Saved entries

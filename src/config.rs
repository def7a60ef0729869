use std::net::SocketAddr;

use anyhow::{Context, Result};

pub const GITHUB_API_URL: &str = "https://api.github.com";
pub const VERCEL_API_URL: &str = "https://api.vercel.com";
pub const RENDER_API_URL: &str = "https://api.render.com/v1";

/// Top-level configuration, loaded once and handed to every client
#[derive(Debug, Clone)]
pub struct AppConfig {
    /// Address to listen on
    pub listen_addr: SocketAddr,

    pub github: GitHubConfig,

    /// Vercel integration; `None` when no token is configured
    pub vercel: Option<VercelConfig>,

    /// Render integration; `None` when no API key is configured
    pub render: Option<RenderConfig>,
}

/// GitHub API access
#[derive(Debug, Clone)]
pub struct GitHubConfig {
    /// Personal access token (unauthenticated reads when absent)
    pub token: Option<String>,

    /// Default owner for bare repository names
    pub username: Option<String>,

    pub api_url: String,
}

/// Vercel API access
#[derive(Debug, Clone)]
pub struct VercelConfig {
    pub token: String,

    /// Team scope, sent as `teamId` on every call
    pub team_id: Option<String>,

    pub api_url: String,
}

/// Render API access
#[derive(Debug, Clone)]
pub struct RenderConfig {
    pub api_key: String,

    /// Workspace owning newly created services
    pub owner_id: Option<String>,

    /// Instance plan for new services
    pub plan: String,

    /// Region for new services
    pub region: String,

    pub api_url: String,
}

impl AppConfig {
    /// Load configuration from environment variables
    pub fn from_env() -> Result<Self> {
        Ok(Self {
            listen_addr: std::env::var("LISTEN_ADDR")
                .unwrap_or_else(|_| "0.0.0.0:8080".to_string())
                .parse()
                .context("LISTEN_ADDR must be a valid socket address")?,

            github: GitHubConfig {
                token: non_empty_var("GITHUB_TOKEN"),
                username: non_empty_var("GITHUB_USERNAME"),
                api_url: non_empty_var("GITHUB_API_URL")
                    .unwrap_or_else(|| GITHUB_API_URL.to_string()),
            },

            vercel: non_empty_var("VERCEL_TOKEN")
                .or_else(|| non_empty_var("VERCEL_API_KEY"))
                .map(|token| VercelConfig {
                    token,
                    team_id: non_empty_var("VERCEL_TEAM_ID"),
                    api_url: non_empty_var("VERCEL_API_URL")
                        .unwrap_or_else(|| VERCEL_API_URL.to_string()),
                }),

            render: non_empty_var("RENDER_API_KEY").map(|api_key| RenderConfig {
                api_key,
                owner_id: non_empty_var("RENDER_OWNER_ID"),
                plan: non_empty_var("RENDER_PLAN").unwrap_or_else(|| "starter".to_string()),
                region: non_empty_var("RENDER_REGION").unwrap_or_else(|| "oregon".to_string()),
                api_url: non_empty_var("RENDER_API_URL")
                    .unwrap_or_else(|| RENDER_API_URL.to_string()),
            }),
        })
    }
}

impl GitHubConfig {
    /// Expand a bare repository name with the configured default owner
    pub fn qualify_repository(&self, repository: &str) -> String {
        match (&self.username, repository.contains('/')) {
            (Some(owner), false) if !repository.is_empty() => format!("{}/{}", owner, repository),
            _ => repository.to_string(),
        }
    }
}

impl Default for GitHubConfig {
    fn default() -> Self {
        Self {
            token: None,
            username: None,
            api_url: GITHUB_API_URL.to_string(),
        }
    }
}

fn non_empty_var(name: &str) -> Option<String> {
    std::env::var(name)
        .ok()
        .map(|v| v.trim().to_string())
        .filter(|v| !v.is_empty())
}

Exercise objective: Which lines of the data include the string "configuration"? Copy each of them.

Output for this exercise:
/// Top-level configuration, loaded once and handed to every client
    /// Load configuration from environment variables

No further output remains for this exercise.